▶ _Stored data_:
//! Conversions between in-memory images, base64 text, `data:` URIs and
//! hosted URLs.

use std::borrow::Cow;
use std::io::Cursor;

use anyhow::{Context, Result};
use base64::engine::general_purpose::STANDARD as BASE64;
use base64::Engine as _;
use extractor_contracts::GeneratedImageReference;
use image::{DynamicImage, ImageFormat};
use reqwest::blocking::Client as HttpClient;

use crate::error::{truncate_text, ExtractError};
use crate::report::Reporter;

pub const PNG_DATA_URI_PREFIX: &str = "data:image/png;base64,";

/// Serializes `image` as PNG into a fresh buffer.
///
/// Float images are widened to 16-bit RGBA first since PNG has no float
/// sample type.
pub fn encode_png(image: &DynamicImage) -> Result<Vec<u8>> {
    let encodable: Cow<'_, DynamicImage> = match image {
        DynamicImage::ImageRgb32F(_) | DynamicImage::ImageRgba32F(_) => {
            Cow::Owned(DynamicImage::ImageRgba16(image.to_rgba16()))
        }
        _ => Cow::Borrowed(image),
    };
    let mut bytes = Vec::new();
    encodable
        .write_to(&mut Cursor::new(&mut bytes), ImageFormat::Png)
        .context("PNG encoding failed")?;
    Ok(bytes)
}

pub fn encode_to_base64(image: &DynamicImage) -> Result<String> {
    Ok(BASE64.encode(encode_png(image)?))
}

pub fn to_data_uri(base64_payload: &str) -> String {
    format!("{PNG_DATA_URI_PREFIX}{base64_payload}")
}

pub fn image_to_data_uri(image: &DynamicImage) -> Result<String> {
    Ok(to_data_uri(&encode_to_base64(image)?))
}

/// Decodes the payload after the first comma of a `data:` URI.
pub fn decode_data_uri(data_uri: &str) -> Result<Vec<u8>, ExtractError> {
    let Some((_, encoded)) = data_uri.split_once(',') else {
        return Err(ExtractError::Fetch(
            "data URI has no ',' separating header and payload".to_string(),
        ));
    };
    BASE64
        .decode(encoded.trim().as_bytes())
        .map_err(|err| ExtractError::Fetch(format!("invalid base64 payload in data URI: {err}")))
}

/// Bytes behind a reference string: decoded locally for `data:` URIs,
/// downloaded for anything else.
pub fn fetch_bytes(http: &HttpClient, reference: &str) -> Result<Vec<u8>, ExtractError> {
    if reference.trim_start().starts_with("data:") {
        return decode_data_uri(reference.trim());
    }
    download(http, reference.trim())
}

/// Like [`fetch_bytes`], but failures are reported and come back as `None`
/// so callers can skip the item.
pub fn fetch_bytes_reported(
    http: &HttpClient,
    reference: &str,
    reporter: &dyn Reporter,
) -> Option<Vec<u8>> {
    match fetch_bytes(http, reference) {
        Ok(bytes) => Some(bytes),
        Err(err) => {
            reporter.error(&err);
            None
        }
    }
}

pub trait Materialize {
    fn materialize(&self, http: &HttpClient) -> Result<Vec<u8>, ExtractError>;
}

impl Materialize for GeneratedImageReference {
    fn materialize(&self, http: &HttpClient) -> Result<Vec<u8>, ExtractError> {
        match self {
            GeneratedImageReference::InlinePayload(data_uri) => decode_data_uri(data_uri),
            GeneratedImageReference::Url(url) => download(http, url),
        }
    }
}

fn download(http: &HttpClient, url: &str) -> Result<Vec<u8>, ExtractError> {
    let response = http
        .get(url)
        .send()
        .map_err(|err| ExtractError::Fetch(format!("request to {url} failed: {err}")))?;
    let status = response.status();
    if !status.is_success() {
        let body = response.text().unwrap_or_default();
        return Err(ExtractError::Fetch(format!(
            "{url} returned {}: {}",
            status.as_u16(),
            truncate_text(&body, 512)
        )));
    }
    let bytes = response
        .bytes()
        .map_err(|err| ExtractError::Fetch(format!("failed reading body from {url}: {err}")))?;
    Ok(bytes.to_vec())
}

#[cfg(test)]
pub(crate) mod tests {
    use std::io::{Read, Write};
    use std::net::TcpListener;
    use std::thread;

    use extractor_contracts::GeneratedImageReference;
    use image::{DynamicImage, Rgba, RgbaImage};
    use reqwest::blocking::Client as HttpClient;

    use super::{
        decode_data_uri, encode_png, encode_to_base64, fetch_bytes, fetch_bytes_reported,
        image_to_data_uri, to_data_uri, Materialize,
    };
    use crate::error::ExtractError;
    use crate::report::MemoryReporter;

    pub(crate) fn sample_image() -> DynamicImage {
        let mut image = RgbaImage::new(4, 3);
        for (x, y, pixel) in image.enumerate_pixels_mut() {
            *pixel = Rgba([(x * 60) as u8, (y * 80) as u8, 200, if x == 0 { 0 } else { 255 }]);
        }
        DynamicImage::ImageRgba8(image)
    }

    /// Serves one canned HTTP response on a random local port.
    pub(crate) fn serve_once(status_line: &'static str, body: Vec<u8>) -> String {
        let listener = TcpListener::bind("127.0.0.1:0").expect("bind test listener");
        let addr = listener.local_addr().expect("listener addr");
        thread::spawn(move || {
            if let Ok((mut stream, _)) = listener.accept() {
                let mut buf = [0_u8; 4096];
                let _ = stream.read(&mut buf);
                let head = format!(
                    "HTTP/1.1 {status_line}\r\nContent-Length: {}\r\nContent-Type: image/png\r\nConnection: close\r\n\r\n",
                    body.len()
                );
                let _ = stream.write_all(head.as_bytes());
                let _ = stream.write_all(&body);
                let _ = stream.flush();
            }
        });
        format!("http://{addr}/image.png")
    }

    #[test]
    fn data_uri_round_trip_is_pixel_identical() -> anyhow::Result<()> {
        let image = sample_image();
        let data_uri = to_data_uri(&encode_to_base64(&image)?);
        assert!(data_uri.starts_with("data:image/png;base64,"));

        let bytes = fetch_bytes(&HttpClient::new(), &data_uri)?;
        let decoded = image::load_from_memory(&bytes)?;
        assert_eq!(decoded.to_rgba8(), image.to_rgba8());
        Ok(())
    }

    #[test]
    fn encode_png_uses_fresh_buffers() -> anyhow::Result<()> {
        let image = sample_image();
        let first = encode_png(&image)?;
        let second = encode_png(&image)?;
        assert_eq!(first, second);
        assert_eq!(&first[..8], b"\x89PNG\r\n\x1a\n");
        Ok(())
    }

    #[test]
    fn float_images_still_encode() -> anyhow::Result<()> {
        let image = DynamicImage::ImageRgba32F(sample_image().to_rgba32f());
        let bytes = encode_png(&image)?;
        let decoded = image::load_from_memory(&bytes)?;
        assert_eq!(decoded.width(), 4);
        Ok(())
    }

    #[test]
    fn decode_splits_on_first_comma_only() {
        assert_eq!(decode_data_uri("data:text/plain;base64,aGk="), Ok(b"hi".to_vec()));
        assert!(matches!(
            decode_data_uri("data:image/png;base64"),
            Err(ExtractError::Fetch(_))
        ));
        assert!(matches!(
            decode_data_uri("data:image/png;base64,not,base64"),
            Err(ExtractError::Fetch(_))
        ));
    }

    #[test]
    fn reported_fetch_returns_none_and_one_error() {
        let reporter = MemoryReporter::new();
        let bytes = fetch_bytes_reported(&HttpClient::new(), "data:image/png;base64,%%%", &reporter);
        assert!(bytes.is_none());
        assert_eq!(reporter.errors().len(), 1);
    }

    #[test]
    fn url_fetch_returns_body_on_success() -> anyhow::Result<()> {
        let url = serve_once("200 OK", b"png-bytes".to_vec());
        let bytes = fetch_bytes(&HttpClient::new(), &url)?;
        assert_eq!(bytes, b"png-bytes".to_vec());
        Ok(())
    }

    #[test]
    fn url_fetch_fails_on_error_status() {
        let url = serve_once("404 Not Found", b"missing".to_vec());
        let reporter = MemoryReporter::new();
        let bytes = fetch_bytes_reported(&HttpClient::new(), &url, &reporter);
        assert!(bytes.is_none());
        let errors = reporter.errors();
        assert_eq!(errors.len(), 1);
        assert!(errors[0].to_string().contains("returned 404: missing"));
    }

    #[test]
    fn materialize_handles_both_reference_kinds() -> anyhow::Result<()> {
        let http = HttpClient::new();
        let inline = GeneratedImageReference::InlinePayload(image_to_data_uri(&sample_image())?);
        assert!(image::load_from_memory(&inline.materialize(&http)?).is_ok());

        let url = serve_once("200 OK", b"hosted".to_vec());
        let hosted = GeneratedImageReference::Url(url);
        assert_eq!(hosted.materialize(&http)?, b"hosted".to_vec());
        Ok(())
    }
}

▶ _What is expected_: Search the data above for the string "decoded" and return every line that has it.

▶ _Reply_:
/// Bytes behind a reference string: decoded locally for `data:` URIs,
        let decoded = image::load_from_memory(&bytes)?;
        assert_eq!(decoded.to_rgba8(), image.to_rgba8());
        let decoded = image::load_from_memory(&bytes)?;
        assert_eq!(decoded.width(), 4);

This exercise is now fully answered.